2.7.3.  http and https URI Normalization and Comparison

   Since the "http" and "https" schemes conform to the URI generic
   syntax, such URIs are normalized and compared according to the
   algorithm defined in Section 6 of [RFC3986], using the defaults
   described above for each scheme.

   If the port is equal to the default port for a scheme, the normal
   form is to omit the port subcomponent.  When not being used in
   absolute form as the request target of an OPTIONS request, an empty
   path component is equivalent to an absolute path of "/", so the
   normal form is to provide a path of "/" instead.  The scheme and host
   are case-insensitive and normally provided in lowercase; all other
   components are compared in a case-sensitive manner.  Characters other
   than those in the "reserved" set are equivalent to their
   percent-encoded octets: the normal form is to not encode them (see
   Sections 2.1 and 2.2 of [RFC3986]).

   For example, the following three URIs are equivalent:

      http://example.com:80/~smith/home.html
      http://EXAMPLE.com/%7Esmith/home.html
      http://EXAMPLE.com:/%7esmith/home.html

and from the older standard RFC-2616, section 3.2.3:

3.2.3 URI Comparison

   When comparing two URIs to decide if they match or not, a client
   SHOULD use a case-sensitive octet-by-octet comparison of the entire
   URIs, with these exceptions:

      - A port that is empty or not given is equivalent to the default
        port for that URI-reference;

        - Comparisons of host names MUST be case-insensitive;

        - Comparisons of scheme names MUST be case-insensitive;

        - An empty abs_path is equivalent to an abs_path of "/".

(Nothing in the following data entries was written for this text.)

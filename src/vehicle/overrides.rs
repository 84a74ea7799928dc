use smallvec::SmallVec;

/// A temporary speed a vehicle must hold until the simulation clock
/// reaches `until`.
#[derive(Clone, Copy, Debug, PartialEq)]
pub struct SpeedOverride {
    /// The speed to travel at in m/s.
    pub speed: f64,
    /// The simulation time in s at which the override expires.
    pub until: f64,
}

/// A FIFO queue of speed overrides. Only the front override is ever active.
#[derive(Clone, Debug, Default)]
pub(crate) struct OverrideQueue {
    queue: SmallVec<[SpeedOverride; 2]>,
}

impl OverrideQueue {
    pub fn push(&mut self, speed_override: SpeedOverride) {
        self.queue.push(speed_override);
    }

    pub fn clear(&mut self) {
        self.queue.clear();
    }

    pub fn iter(&self) -> impl Iterator<Item = &SpeedOverride> {
        self.queue.iter()
    }

    /// Discards expired overrides and returns the one in effect at `now`.
    pub fn active(&mut self, now: f64) -> Option<SpeedOverride> {
        while self.queue.first().map_or(false, |o| now >= o.until) {
            self.queue.remove(0);
        }
        self.queue.first().copied()
    }
}
//! Tests that drive whole vehicles through the intersection.

use intersection_sim::{
    Config, Direction, Error, Instruction, ReleaseTrigger, Simulation, VehicleAttributes,
};
use assert_approx_eq::assert_approx_eq;
use rand::rngs::StdRng;
use rand::SeedableRng;

const ATTRIBUTES: VehicleAttributes = VehicleAttributes {
    length: 40.0,
    width: 15.0,
    cruise_speed: 20.0,
};

/// Test that a vehicle's position increases monotonically.
#[test]
fn vehicle_drives_forward() {
    let mut sim = Simulation::new(Config::default()).unwrap();
    let veh = sim.add_vehicle(&ATTRIBUTES, Direction::East);

    let mut pos = sim.get_vehicle(veh).unwrap().position().x;
    for _ in 0..100 {
        sim.step(0.1);
        let next_pos = sim.get_vehicle(veh).unwrap().position().x;
        assert!(next_pos > pos);
        pos = next_pos;
    }
}

/// Test that a timed instruction is obeyed for every step starting before it lapses.
#[test]
fn speed_override_lasts_until_expiry() {
    let mut sim = Simulation::new(Config::default()).unwrap();
    let veh = sim.add_vehicle(&ATTRIBUTES, Direction::East);
    sim.apply_instruction(&Instruction {
        vehicle_id: veh,
        target_speed: 10.0,
        effective_until: Some(1.0),
    })
    .unwrap();

    let start = sim.get_vehicle(veh).unwrap().position().x;
    sim.step(0.5);
    sim.step(0.5);
    assert_approx_eq!(sim.time(), 1.0);
    let pos = sim.get_vehicle(veh).unwrap().position().x;
    assert_approx_eq!(pos - start, 10.0);

    sim.step(0.5);
    let next_pos = sim.get_vehicle(veh).unwrap().position().x;
    assert_approx_eq!(next_pos - pos, 10.0);
    assert_eq!(sim.get_vehicle(veh).unwrap().speed_overrides().count(), 0);
}

/// Test that randomised cruising speeds stay close to the speed limit.
#[test]
fn randomised_cruise_speeds_are_clamped() {
    let config = Config::default();
    let limit = config.speed_limit;
    let mut sim = Simulation::new(config).unwrap();
    for heading in Direction::ALL {
        for _ in 0..5 {
            sim.add_vehicle(&ATTRIBUTES, heading);
        }
    }

    sim.randomise_cruise_speeds(1.0).unwrap();
    for vehicle in sim.iter_vehicles() {
        assert!(vehicle.cruise_vel() >= 0.75 * limit - 1e-9);
        assert!(vehicle.cruise_vel() <= 1.25 * limit + 1e-9);
    }

    assert!(matches!(
        sim.randomise_cruise_speeds(-1.0),
        Err(Error::InvalidConfig(_))
    ));
}

/// Test that of two vehicles reaching the intersection together,
/// the second is slowed down and both eventually leave the world.
#[test]
fn simultaneous_arrivals_are_separated() {
    let mut sim = Simulation::new(Config::default()).unwrap();
    let east = sim.add_vehicle(&ATTRIBUTES, Direction::East);
    let south = sim.add_vehicle(&ATTRIBUTES, Direction::South);

    while !sim.intersection().controls(east) {
        sim.step(0.25);
        assert!(sim.time() < 20.0);
    }
    assert!(sim.intersection().controls(south));

    let table = sim.intersection().scheduler().table();
    assert_eq!(table.len(), 2);
    assert!(table.conflicting_pairs().is_empty());
    let east_window = table.get(east).unwrap().window;
    let south_window = table.get(south).unwrap().window;
    assert!(south_window.min >= east_window.max);

    assert_eq!(sim.get_vehicle(east).unwrap().speed_overrides().count(), 0);
    let overrides = sim
        .get_vehicle(south)
        .unwrap()
        .speed_overrides()
        .copied()
        .collect::<Vec<_>>();
    assert_eq!(overrides.len(), 1);
    assert!(overrides[0].speed < ATTRIBUTES.cruise_speed);
    assert_eq!(overrides[0].until, south_window.min);
    assert!(sim.get_vehicle(south).unwrap().vel() < ATTRIBUTES.cruise_speed);

    while sim.time() < 120.0 {
        sim.step(0.25);
    }
    assert_eq!(sim.iter_vehicles().count(), 0);
    assert!(sim.intersection().scheduler().table().is_empty());
    assert_eq!(sim.intersection().scheduler().stats().released, 2);
}

/// Test that vehicles from opposite directions are allowed through together.
#[test]
fn opposite_arrivals_share_the_intersection() {
    let mut sim = Simulation::new(Config::default()).unwrap();
    let east = sim.add_vehicle(&ATTRIBUTES, Direction::East);
    let west = sim.add_vehicle(&ATTRIBUTES, Direction::West);

    while !sim.intersection().controls(east) {
        sim.step(0.25);
    }
    assert!(sim.intersection().controls(west));

    let table = sim.intersection().scheduler().table();
    let a = table.get(east).unwrap().window;
    let b = table.get(west).unwrap().window;
    assert!(a.overlaps(&b));
    assert_eq!(sim.get_vehicle(west).unwrap().speed_overrides().count(), 0);
    assert_eq!(sim.intersection().scheduler().stats().requested, 2);
}

/// Test that removing a vehicle also frees its reservation.
#[test]
fn removed_vehicle_releases_reservation() {
    let mut sim = Simulation::new(Config::default()).unwrap();
    let veh = sim.add_vehicle(&ATTRIBUTES, Direction::North);
    while !sim.intersection().controls(veh) {
        sim.step(0.25);
    }
    assert_eq!(sim.intersection().scheduler().table().len(), 1);

    sim.remove_vehicle(veh);
    assert!(sim.get_vehicle(veh).is_none());
    assert!(sim.intersection().scheduler().table().is_empty());
    assert!(!sim.intersection().controls(veh));

    sim.remove_vehicle(veh);
    sim.step(0.25);
    assert!(sim.intersection().scheduler().table().is_empty());
}

#[test]
fn instruction_for_unknown_vehicle_is_rejected() {
    let mut sim = Simulation::new(Config::default()).unwrap();
    let veh = sim.add_vehicle(&ATTRIBUTES, Direction::West);
    sim.remove_vehicle(veh);
    let result = sim.apply_instruction(&Instruction::cruise(veh, 10.0));
    assert!(matches!(result, Err(Error::UnknownVehicle(id)) if id == veh));
}

#[test]
fn invalid_config_is_rejected() {
    let config = Config {
        road_width: 2000.0,
        ..Config::default()
    };
    assert!(matches!(
        Simulation::new(config),
        Err(Error::InvalidConfig(_))
    ));
}

/// Test that heavy random traffic never produces conflicting reservations.
fn run_random_traffic(config: Config) {
    let mut rng = StdRng::seed_from_u64(42);
    let mut sim = Simulation::new(config).unwrap();
    let mut since_spawn = 0.0;

    while sim.time() < 120.0 {
        if since_spawn >= 0.3 {
            sim.spawn_random_vehicle(&mut rng);
            since_spawn -= 0.3;
        }
        sim.step(1.0 / 30.0);
        since_spawn += 1.0 / 30.0;

        let scheduler = sim.intersection().scheduler();
        assert!(scheduler.table().conflicting_pairs().is_empty());
        assert!(scheduler.table().len() <= sim.iter_vehicles().count());
        for vehicle in sim.iter_vehicles() {
            for speed_override in vehicle.speed_overrides() {
                assert!(speed_override.speed.is_finite());
                assert!(speed_override.speed > 0.0);
            }
        }
    }

    let stats = sim.intersection().scheduler().stats();
    assert!(stats.admitted() > 100);
    assert!(stats.admitted() > stats.requested);
}

#[test]
fn random_traffic_keeps_reservations_disjoint() {
    run_random_traffic(Config::default());
}

#[test]
fn random_traffic_with_crossing_zone_release() {
    run_random_traffic(Config {
        release_on: ReleaseTrigger::CrossingZone,
        factor: 2.5,
        ..Config::default()
    });
}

   Characters other than those in the "reserved" and "unsafe" sets (see
   RFC 2396 [42]) are equivalent to their ""%" HEX HEX" encoding.

   For example, the following three URIs are equivalent:

      http://abc.com:80/~smith/home.html
      http://ABC.com/%7Esmith/home.html
      http://ABC.com:/%7esmith/home.html

AND from an even older (1997) standard, RFC-2068, section 3.2.3:

3.2.3 URI Comparison

   When comparing two URIs to decide if they match or not, a client
   SHOULD use a case-sensitive octet-by-octet comparison of the entire
   URIs, with these exceptions:

     o  A port that is empty or not given is equivalent to the default
        port for that URI;

     o  Comparisons of host names MUST be case-insensitive;

     o  Comparisons of scheme names MUST be case-insensitive;

     o  An empty abs_path is equivalent to an abs_path of "/".

   Characters other than those in the "reserved" and "unsafe" sets (see
   section 3.2) are equivalent to their ""%" HEX HEX" encodings.

   For example, the following three URIs are equivalent:

         http://abc.com:80/~smith/home.html
         http://ABC.com/%7Esmith/home.html
         http://ABC.com:/%7esmith/home.html

I think it falls definitely in the MAY catagory, and probably SHOULD to
avoid breaking badly written server software.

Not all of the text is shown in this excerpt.